Your objective:
Reproduce the lines of the listing exactly, beginning at the top, until the line with "let root = root.into();" has been reproduced too.

Data for the task:
------------------------

//! Filesystem-backed [`FileStore`].
//!
//! Stores each photo as a regular file under an app-private root directory.
//! Payloads arrive as base64 (optionally data-URI wrapped) and are written
//! decoded; reads return bare base64 of the file bytes.

use std::path::{Path, PathBuf};

use anyhow::{Context, Result};
use async_trait::async_trait;

use crate::encode;

use super::FileStore;

/// App-private directory file store.
pub struct DiskFileStore {
    root: PathBuf,
}

impl DiskFileStore {
    /// Open a store rooted at `root`, creating the directory if needed.
    pub fn new(root: impl Into<PathBuf>) -> Result<Self> {
        let root = root.into();
        std::fs::create_dir_all(&root)
            .with_context(|| format!("failed to create photo directory {}", root.display()))?;
        Ok(Self { root })
    }

    pub fn root(&self) -> &Path {
        &self.root
    }

    fn resolve(&self, path: &str) -> PathBuf {
        self.root.join(path)
    }
}

#[async_trait]
impl FileStore for DiskFileStore {
    async fn write(&self, path: &str, data: &str) -> Result<()> {
        let bytes = encode::decode_payload(data)?;
        let target = self.resolve(path);
        tokio::fs::write(&target, &bytes)
            .await
            .with_context(|| format!("failed to write {}", target.display()))?;
        Ok(())
    }

    async fn read(&self, path: &str) -> Result<String> {
        let target = self.resolve(path);
        let bytes = tokio::fs::read(&target)
            .await
            .with_context(|| format!("failed to read {}", target.display()))?;
        Ok(encode::encode_bytes(&bytes))
    }
}

#[cfg(test)]
mod tests {
    use super::*;
    use tempfile::TempDir;

    #[tokio::test]
    async fn test_write_decodes_data_uri_payload() {
        let tmp = TempDir::new().unwrap();
        let store = DiskFileStore::new(tmp.path()).unwrap();

        let payload = encode::to_jpeg_data_uri(b"jpeg bytes");
        store.write("1700000000000.jpeg", &payload).await.unwrap();

        let on_disk = std::fs::read(tmp.path().join("1700000000000.jpeg")).unwrap();
        assert_eq!(on_disk, b"jpeg bytes");
    }

    #[tokio::test]
    async fn test_read_returns_bare_base64() {
        let tmp = TempDir::new().unwrap();
        let store = DiskFileStore::new(tmp.path()).unwrap();
        std::fs::write(tmp.path().join("a.jpeg"), b"raw").unwrap();

        let data = store.read("a.jpeg").await.unwrap();
        assert!(!data.starts_with("data:"));
        assert_eq!(encode::decode_payload(&data).unwrap(), b"raw");
    }

    #[tokio::test]
    async fn test_missing_file_read_fails() {
        let tmp = TempDir::new().unwrap();
        let store = DiskFileStore::new(tmp.path()).unwrap();
        assert!(store.read("nope.jpeg").await.is_err());
    }

    #[test]
    fn test_new_creates_root() {
        let tmp = TempDir::new().unwrap();
        let nested = tmp.path().join("a/b/photos");
        DiskFileStore::new(&nested).unwrap();
        assert!(nested.is_dir());
    }
}
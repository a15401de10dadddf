//! Core data model: the photo records that make up the gallery index.
//!
//! The persisted index is a JSON array of these records, most-recent-first,
//! stored under a single preference key. The serialized field names
//! (`filepath`, `webviewPath`) are the durable wire format and must not
//! change without a migration.

use serde::{Deserialize, Serialize};

/// A single saved photo in the gallery index.
#[derive(Debug, Clone, PartialEq, Eq, Serialize, Deserialize)]
pub struct PhotoRecord {
    /// Generated file name (`<epoch-millis>.jpeg`) used as the on-disk key
    /// within the file store.
    pub filepath: String,
    /// Display URI for the presentation layer, either the transient URI
    /// returned by the camera or an inline `data:image/jpeg;base64,…` URI.
    ///
    /// Not durable across restarts: reload recomputes it for every record.
    #[serde(rename = "webviewPath", skip_serializing_if = "Option::is_none")]
    pub webview_path: Option<String>,
}

#[cfg(test)]
mod tests {
    use super::*;

    #[test]
    fn test_serializes_with_wire_field_names() {
        let record = PhotoRecord {
            filepath: "1693228800000.jpeg".to_string(),
            webview_path: Some("data:image/jpeg;base64,AAAA".to_string()),
        };
        let json = serde_json::to_string(&record).unwrap();
        assert!(json.contains("\"filepath\""));
        assert!(json.contains("\"webviewPath\""));
    }

    #[test]
    fn test_absent_webview_path_is_omitted() {
        let record = PhotoRecord {
            filepath: "1693228800000.jpeg".to_string(),
            webview_path: None,
        };
        let json = serde_json::to_string(&record).unwrap();
        assert!(!json.contains("webviewPath"));
    }

    #[test]
    fn test_deserializes_without_webview_path() {
        let record: PhotoRecord = serde_json::from_str(r#"{"filepath":"1.jpeg"}"#).unwrap();
        assert_eq!(record.filepath, "1.jpeg");
        assert!(record.webview_path.is_none());
    }
}
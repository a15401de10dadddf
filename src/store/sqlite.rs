//! SQLite-backed [`PreferenceStore`].
//!
//! A single `preferences` table holds small string values by key. The
//! database is created on first connect (WAL journal, parent directory
//! created if needed) and the schema is applied idempotently.

use std::path::Path;
use std::str::FromStr;

use anyhow::Result;
use async_trait::async_trait;
use sqlx::sqlite::{SqliteConnectOptions, SqlitePool, SqlitePoolOptions};
use sqlx::Row;

use super::PreferenceStore;

/// SQLite implementation of the [`PreferenceStore`] trait.
pub struct SqlitePreferences {
    pool: SqlitePool,
}

impl SqlitePreferences {
    /// Open (or create) the preference database at `path`.
    pub async fn connect(path: &Path) -> Result<Self> {
        if let Some(parent) = path.parent() {
            std::fs::create_dir_all(parent)?;
        }

        let options = SqliteConnectOptions::from_str(&format!("sqlite:{}", path.display()))?
            .create_if_missing(true)
            .journal_mode(sqlx::sqlite::SqliteJournalMode::Wal);

        let pool = SqlitePoolOptions::new()
            .max_connections(5)
            .connect_with(options)
            .await?;

        sqlx::query(
            r#"
            CREATE TABLE IF NOT EXISTS preferences (
                key TEXT PRIMARY KEY,
                value TEXT NOT NULL
            )
            "#,
        )
        .execute(&pool)
        .await?;

        Ok(Self { pool })
    }

    pub fn pool(&self) -> &SqlitePool {
        &self.pool
    }
}

#[async_trait]
impl PreferenceStore for SqlitePreferences {
    async fn set(&self, key: &str, value: &str) -> Result<()> {
        sqlx::query(
            r#"
            INSERT INTO preferences (key, value) VALUES (?, ?)
            ON CONFLICT(key) DO UPDATE SET value = excluded.value
            "#,
        )
        .bind(key)
        .bind(value)
        .execute(&self.pool)
        .await?;
        Ok(())
    }

    async fn get(&self, key: &str) -> Result<Option<String>> {
        let row = sqlx::query("SELECT value FROM preferences WHERE key = ?")
            .bind(key)
            .fetch_optional(&self.pool)
            .await?;
        Ok(row.map(|r| r.get::<String, _>("value")))
    }
}

#[cfg(test)]
mod tests {
    use super::*;
    use tempfile::TempDir;

    #[tokio::test]
    async fn test_connect_creates_database_and_schema() {
        let tmp = TempDir::new().unwrap();
        let db_path = tmp.path().join("data/prefs.sqlite");
        let prefs = SqlitePreferences::connect(&db_path).await.unwrap();
        assert!(db_path.exists());
        assert!(prefs.get("photos").await.unwrap().is_none());
    }

    #[tokio::test]
    async fn test_set_overwrites() {
        let tmp = TempDir::new().unwrap();
        let prefs = SqlitePreferences::connect(&tmp.path().join("p.sqlite"))
            .await
            .unwrap();
        prefs.set("photos", "[]").await.unwrap();
        prefs.set("photos", r#"[{"filepath":"1.jpeg"}]"#).await.unwrap();
        assert_eq!(
            prefs.get("photos").await.unwrap().as_deref(),
            Some(r#"[{"filepath":"1.jpeg"}]"#)
        );
    }

    #[tokio::test]
    async fn test_values_survive_reconnect() {
        let tmp = TempDir::new().unwrap();
        let db_path = tmp.path().join("p.sqlite");
        {
            let prefs = SqlitePreferences::connect(&db_path).await.unwrap();
            prefs.set("photos", "[1,2]").await.unwrap();
        }
        let prefs = SqlitePreferences::connect(&db_path).await.unwrap();
        assert_eq!(prefs.get("photos").await.unwrap().as_deref(), Some("[1,2]"));
    }
}
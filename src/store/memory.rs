//! In-memory [`FileStore`] and [`PreferenceStore`] implementations for
//! testing.
//!
//! Uses `HashMap` behind `std::sync::RwLock` for thread safety. Nothing is
//! durable; a fresh instance starts empty.

use std::collections::HashMap;
use std::sync::RwLock;

use anyhow::{bail, Result};
use async_trait::async_trait;

use crate::encode;

use super::{FileStore, PreferenceStore};

/// In-memory file store keyed by file name, holding decoded bytes.
#[derive(Default)]
pub struct MemoryFileStore {
    files: RwLock<HashMap<String, Vec<u8>>>,
}

impl MemoryFileStore {
    pub fn new() -> Self {
        Self::default()
    }

    /// Number of stored files. Test helper.
    pub fn len(&self) -> usize {
        self.files.read().unwrap().len()
    }

    pub fn is_empty(&self) -> bool {
        self.len() == 0
    }

    /// Whether a file exists under `path`. Test helper.
    pub fn contains(&self, path: &str) -> bool {
        self.files.read().unwrap().contains_key(path)
    }
}

#[async_trait]
impl FileStore for MemoryFileStore {
    async fn write(&self, path: &str, data: &str) -> Result<()> {
        let bytes = encode::decode_payload(data)?;
        self.files.write().unwrap().insert(path.to_string(), bytes);
        Ok(())
    }

    async fn read(&self, path: &str) -> Result<String> {
        let files = self.files.read().unwrap();
        match files.get(path) {
            Some(bytes) => Ok(encode::encode_bytes(bytes)),
            None => bail!("file not found: {}", path),
        }
    }
}

/// In-memory preference store.
#[derive(Default)]
pub struct MemoryPreferences {
    values: RwLock<HashMap<String, String>>,
}

impl MemoryPreferences {
    pub fn new() -> Self {
        Self::default()
    }
}

#[async_trait]
impl PreferenceStore for MemoryPreferences {
    async fn set(&self, key: &str, value: &str) -> Result<()> {
        self.values
            .write()
            .unwrap()
            .insert(key.to_string(), value.to_string());
        Ok(())
    }

    async fn get(&self, key: &str) -> Result<Option<String>> {
        Ok(self.values.read().unwrap().get(key).cloned())
    }
}
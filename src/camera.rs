//! Camera capability trait and capture options.
//!
//! The gallery never talks to device hardware directly; it depends on this
//! trait and the host application injects a platform implementation. Tests
//! inject a stub that returns canned `data:` URIs.
//!
//! Capture failures are typed so callers can distinguish a permission
//! refusal from a user cancellation; neither is retried at this layer.

use async_trait::async_trait;
use thiserror::Error;

/// How the capture result is returned to the caller.
#[derive(Debug, Clone, Copy, PartialEq, Eq)]
pub enum ResultType {
    /// A transient, process-local display URI.
    Uri,
}

/// Where the photo comes from.
#[derive(Debug, Clone, Copy, PartialEq, Eq)]
pub enum CameraSource {
    /// Live capture from the device camera.
    Camera,
    /// Existing item from the device photo library.
    Photos,
}

/// Options passed to [`Camera::get_photo`].
#[derive(Debug, Clone)]
pub struct CaptureOptions {
    pub result_type: ResultType,
    pub source: CameraSource,
    /// JPEG quality, 0–100.
    pub quality: u8,
}

impl Default for CaptureOptions {
    fn default() -> Self {
        Self {
            result_type: ResultType::Uri,
            source: CameraSource::Camera,
            quality: 100,
        }
    }
}

/// A successful capture result.
///
/// `web_path` is only valid for the current process session; durable storage
/// must re-encode the bytes it points at.
#[derive(Debug, Clone)]
pub struct CapturedPhoto {
    pub web_path: String,
}

/// Errors surfaced by a camera implementation.
#[derive(Debug, Error)]
pub enum CameraError {
    #[error("camera permission denied")]
    PermissionDenied,
    #[error("capture cancelled by user")]
    Cancelled,
    #[error("camera unavailable: {0}")]
    Unavailable(String),
}

/// Device camera capability.
///
/// Implementations must be `Send + Sync`; the gallery holds one behind an
/// `Arc<dyn Camera>`.
#[async_trait]
pub trait Camera: Send + Sync {
    /// Trigger an interactive capture and return the transient result.
    async fn get_photo(&self, options: &CaptureOptions) -> Result<CapturedPhoto, CameraError>;
}
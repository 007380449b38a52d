//! Raw-mode terminal: key polling and the status screen.

use cart_teleop_core::{CommandFrame, Error, FrameLog, KeyCommand, KeyInput, KeySource, Result, StatusSink};
use crossterm::{
    cursor,
    event::{self, Event, KeyCode, KeyEvent, KeyEventKind, KeyModifiers},
    execute, queue,
    style::Print,
    terminal::{self, disable_raw_mode, enable_raw_mode, ClearType},
};
use std::io::{self, stdout, Write};
use std::panic;
use std::sync::atomic::{AtomicBool, Ordering};
use std::sync::Once;
use std::time::Duration;

const INSTRUCTIONS: &str = "Move with WASD, Z for brake, X for hard stop and Y for centering the wheel.";
const EXIT_HINT: &str = "CTRL-C to exit";
const PORT_ROW: u16 = 3;
const THROTTLE_ROW: u16 = 7;
const BRAKE_ROW: u16 = 8;
const STEERING_ROW: u16 = 9;
const FRAME_ROW: u16 = 11;

/// Set while a `TerminalSession` holds raw mode.
static RAW_MODE: AtomicBool = AtomicBool::new(false);
static PANIC_HOOK: Once = Once::new();

/// Holds the terminal in raw mode; restores it when dropped.
pub struct TerminalSession {
    _private: (),
}

impl TerminalSession {
    pub fn enter() -> io::Result<Self> {
        PANIC_HOOK.call_once(install_panic_hook);
        enable_raw_mode()?;
        RAW_MODE.store(true, Ordering::SeqCst);
        let session = Self { _private: () };
        execute!(stdout(), terminal::Clear(ClearType::All), cursor::Hide, cursor::MoveTo(0, 0))?;
        Ok(session)
    }
}

impl Drop for TerminalSession {
    fn drop(&mut self) {
        if !leave_raw_mode() {
            return;
        }
        if let Err(e) = restore() {
            log::error!("failed to restore terminal: {e}");
        }
    }
}

/// True exactly once per session, for whichever of drop or panic comes first.
fn leave_raw_mode() -> bool {
    RAW_MODE.swap(false, Ordering::SeqCst)
}

fn restore() -> io::Result<()> {
    execute!(stdout(), cursor::MoveTo(0, FRAME_ROW + 2), cursor::Show)?;
    disable_raw_mode()
}

/// Restores the terminal before the default hook prints the panic.
fn install_panic_hook() {
    let default_hook = panic::take_hook();
    panic::set_hook(Box::new(move |info| {
        if leave_raw_mode() {
            let _ = restore();
        }
        default_hook(info);
    }));
}

/// Non-blocking key reader over crossterm events.
pub struct CrosstermKeys;

impl CrosstermKeys {
    fn map(key: KeyEvent) -> KeyInput {
        // crossterm also reports release and repeat events on Windows.
        if key.kind != KeyEventKind::Press {
            return KeyInput::Ignored;
        }
        match key.code {
            KeyCode::Char('c') if key.modifiers.contains(KeyModifiers::CONTROL) => KeyInput::Interrupt,
            KeyCode::Char(c) => KeyCommand::from_char(c).map_or(KeyInput::Ignored, KeyInput::Command),
            _ => KeyInput::Ignored,
        }
    }
}

impl KeySource for CrosstermKeys {
    fn poll_key(&mut self) -> Result<Option<KeyInput>> {
        if !event::poll(Duration::ZERO).map_err(Error::Input)? {
            return Ok(None);
        }
        Ok(Some(match event::read().map_err(Error::Input)? {
            Event::Key(key) => Self::map(key),
            _ => KeyInput::Ignored,
        }))
    }
}

pub struct Screen<W: Write> {
    out: W,
    port: String,
}

impl Screen<io::Stdout> {
    pub fn stdout(port: impl Into<String>) -> Self {
        Self::new(stdout(), port)
    }
}

impl<W: Write> Screen<W> {
    pub fn new(out: W, port: impl Into<String>) -> Self {
        Self { out, port: port.into() }
    }

    fn line(&mut self, row: u16, text: &str) -> io::Result<()> {
        queue!(
            self.out,
            cursor::MoveTo(0, row),
            Print(text),
            terminal::Clear(ClearType::UntilNewLine)
        )
    }

    fn draw_instructions(&mut self) -> io::Result<()> {
        self.line(0, INSTRUCTIONS)?;
        self.line(1, EXIT_HINT)?;
        let port = format!("Using serial port: {}", self.port);
        self.line(PORT_ROW, &port)?;
        self.line(THROTTLE_ROW, "Throttle val:")?;
        self.line(BRAKE_ROW, "Brake val:")?;
        self.line(STEERING_ROW, "Steering val:")?;
        self.out.flush()
    }

    fn draw(&mut self, frame: &CommandFrame, log: &FrameLog) -> io::Result<()> {
        self.line(THROTTLE_ROW, &format!("Throttle val: {}", frame.throttle))?;
        self.line(BRAKE_ROW, &format!("Brake val:    {}", frame.brake))?;
        self.line(STEERING_ROW, &format!("Steering val: {}", frame.steering))?;
        if let Some(hex) = log.last_hex() {
            self.line(FRAME_ROW, &format!("Last frame:   {hex} ({} sent)", log.total()))?;
        }
        self.out.flush()
    }
}

impl<W: Write> StatusSink for Screen<W> {
    fn show_instructions(&mut self) -> Result<()> {
        self.draw_instructions().map_err(Error::Display)
    }

    fn show(&mut self, frame: &CommandFrame, log: &FrameLog) -> Result<()> {
        self.draw(frame, log).map_err(Error::Display)
    }
}
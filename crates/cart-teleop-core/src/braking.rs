//! Ramped brake command sequence.

use std::time::Duration;

pub const FULL_BRAKE: u8 = 255;
/// Brake steps per second.
pub const STEP_RATE: f64 = 10.0;

/// Seconds to ramp the brake from `velocity`, scaled so full speed takes
/// `full_secs`.
pub fn brake_duration(velocity: u8, full_secs: f64) -> f64 {
    f64::from(velocity) / 255.0 * full_secs
}

/// Evenly spaced brake values from 0 to `FULL_BRAKE`, both ends included.
#[derive(Debug, Clone)]
pub struct BrakeRamp {
    steps: usize,
    next: usize,
}

impl BrakeRamp {
    pub fn with_steps(steps: usize) -> Self {
        Self { steps, next: 0 }
    }

    pub fn for_velocity(velocity: u8, full_secs: f64) -> Self {
        let delay = brake_duration(velocity, full_secs);
        Self::with_steps((delay * STEP_RATE) as usize)
    }

    pub fn steps(&self) -> usize {
        self.steps
    }

    pub fn duration(&self) -> Duration {
        Duration::from_secs_f64(self.steps as f64 / STEP_RATE)
    }

    fn value_at(&self, i: usize) -> u8 {
        if self.steps > 1 && i == self.steps - 1 {
            return FULL_BRAKE;
        }
        let div = self.steps.saturating_sub(1).max(1) as f64;
        (i as f64 * (f64::from(FULL_BRAKE) / div)) as u8
    }
}

impl Iterator for BrakeRamp {
    type Item = u8;

    fn next(&mut self) -> Option<u8> {
        if self.next >= self.steps {
            return None;
        }
        let value = self.value_at(self.next);
        self.next += 1;
        Some(value)
    }

    fn size_hint(&self) -> (usize, Option<usize>) {
        let left = self.steps - self.next;
        (left, Some(left))
    }
}

impl ExactSizeIterator for BrakeRamp {}

#[cfg(test)]
mod tests {
    use super::*;

    #[test]
    fn full_speed_takes_three_seconds() {
        assert_eq!(brake_duration(255, 3.0), 3.0);
        let ramp = BrakeRamp::for_velocity(255, 3.0);
        assert_eq!(ramp.steps(), 30);
        assert_eq!(ramp.duration(), Duration::from_secs(3));
    }

    #[test]
    fn full_speed_ramp_is_even_and_inclusive() {
        let values: Vec<u8> = BrakeRamp::for_velocity(255, 3.0).collect();
        assert_eq!(values.len(), 30);
        assert_eq!(values[0], 0);
        assert_eq!(values[29], 255);
        let step = 255.0 / 29.0;
        for (i, v) in values.iter().enumerate() {
            assert!((f64::from(*v) - i as f64 * step).abs() < 1.0, "step {i}: {v}");
        }
        assert!(values.windows(2).all(|w| w[0] < w[1]));
    }

    #[test]
    fn stopped_cart_has_no_steps() {
        let mut ramp = BrakeRamp::for_velocity(0, 3.0);
        assert_eq!(ramp.len(), 0);
        assert_eq!(ramp.next(), None);
    }

    #[test]
    fn low_speed_truncates_step_count() {
        // 15 / 255 * 3 = 0.176s -> 1 step
        assert_eq!(BrakeRamp::for_velocity(15, 3.0).collect::<Vec<_>>(), vec![0]);
        // 45 / 255 * 3 = 0.529s -> 5 steps
        assert_eq!(BrakeRamp::for_velocity(45, 3.0).collect::<Vec<_>>(), vec![0, 63, 127, 191, 255]);
    }
}
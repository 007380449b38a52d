//! The fixed-rate keyboard to serial control loop.

use crate::braking::BrakeRamp;
use crate::config::TeleopConfig;
use crate::error::Result;
use crate::framelog::FrameLog;
use crate::serial::Transport;
use crate::state::{CartState, KeyCommand};
use cart_teleop_protocol::CommandFrame;
use crossbeam_channel::Receiver;
use std::time::{Duration, Instant};

#[derive(Debug, Clone, Copy, PartialEq, Eq)]
pub enum KeyInput {
    Command(KeyCommand),
    /// Operator asked to quit.
    Interrupt,
    Ignored,
}

pub trait KeySource {
    /// Returns the next pending key without blocking.
    fn poll_key(&mut self) -> Result<Option<KeyInput>>;
}

pub trait StatusSink {
    fn show_instructions(&mut self) -> Result<()> {
        Ok(())
    }

    fn show(&mut self, frame: &CommandFrame, log: &FrameLog) -> Result<()>;
}

/// Blocks until the next tick boundary.
pub trait Pacer {
    fn wait(&mut self);
}

/// Steady-interval pacing. Ticks missed while busy are not made up.
pub struct TickPacer {
    ticker: Receiver<Instant>,
}

impl TickPacer {
    pub fn new(period: Duration) -> Self {
        Self {
            ticker: crossbeam_channel::tick(period),
        }
    }
}

impl Pacer for TickPacer {
    fn wait(&mut self) {
        let _ = self.ticker.recv();
    }
}

#[derive(Debug, Clone, Copy, PartialEq, Eq)]
pub enum Tick {
    Continue,
    Interrupted,
}

pub struct Teleop<T, K, S, P> {
    cfg: TeleopConfig,
    state: CartState,
    transport: T,
    keys: K,
    status: S,
    pacer: P,
    log: FrameLog,
}

impl<T, K, S, P> Teleop<T, K, S, P>
where
    T: Transport,
    K: KeySource,
    S: StatusSink,
    P: Pacer,
{
    pub fn new(cfg: TeleopConfig, transport: T, keys: K, status: S, pacer: P) -> Self {
        let log = FrameLog::new();
        Self {
            cfg,
            state: CartState::new(),
            transport,
            keys,
            status,
            pacer,
            log,
        }
    }

    pub fn state(&self) -> CartState {
        self.state
    }

    pub fn frame_log(&self) -> &FrameLog {
        &self.log
    }

    pub fn transport(&self) -> &T {
        &self.transport
    }

    pub fn status(&self) -> &S {
        &self.status
    }

    /// Runs until the operator interrupts or an unrecoverable error occurs.
    pub fn run(&mut self) -> Result<()> {
        self.status.show_instructions()?;
        while self.tick()? == Tick::Continue {}
        log::info!("interrupted after {} frames", self.log.total());
        Ok(())
    }

    /// One loop iteration: read a key, update state, send one frame, wait.
    pub fn tick(&mut self) -> Result<Tick> {
        match self.keys.poll_key()? {
            Some(KeyInput::Interrupt) => return Ok(Tick::Interrupted),
            Some(KeyInput::Command(KeyCommand::Brake)) => {
                if self.brake()? == Tick::Interrupted {
                    return Ok(Tick::Interrupted);
                }
                self.state.apply(KeyCommand::Brake, self.cfg.increments);
            }
            Some(KeyInput::Command(cmd)) => self.state.apply(cmd, self.cfg.increments),
            Some(KeyInput::Ignored) | None => {}
        }

        let frame = CommandFrame::new(self.state.velocity(), 0, self.state.angle());
        self.transmit(frame)?;
        self.pacer.wait();
        Ok(Tick::Continue)
    }

    fn brake(&mut self) -> Result<Tick> {
        let ramp = BrakeRamp::for_velocity(self.state.velocity(), self.cfg.full_brake_secs);
        log::debug!(
            "braking from {} over {} steps ({:?})",
            self.state.velocity(),
            ramp.steps(),
            ramp.duration()
        );

        for brake in ramp {
            self.transmit(CommandFrame::new(0, brake, self.state.angle()))?;
            self.pacer.wait();
            // Keys pressed mid-ramp are consumed without effect.
            if self.keys.poll_key()? == Some(KeyInput::Interrupt) {
                return Ok(Tick::Interrupted);
            }
        }
        Ok(Tick::Continue)
    }

    fn transmit(&mut self, frame: CommandFrame) -> Result<()> {
        self.transport.send(&frame)?;
        self.log.push(frame);
        self.status.show(&frame, &self.log)
    }
}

------------------------

The answer:
//! Filesystem-backed [`FileStore`].
//!
//! Stores each photo as a regular file under an app-private root directory.
//! Payloads arrive as base64 (optionally data-URI wrapped) and are written
//! decoded; reads return bare base64 of the file bytes.

use std::path::{Path, PathBuf};

use anyhow::{Context, Result};
use async_trait::async_trait;

use crate::encode;

use super::FileStore;

/// App-private directory file store.
pub struct DiskFileStore {
    root: PathBuf,
}

impl DiskFileStore {
    /// Open a store rooted at `root`, creating the directory if needed.
    pub fn new(root: impl Into<PathBuf>) -> Result<Self> {
        let root = root.into();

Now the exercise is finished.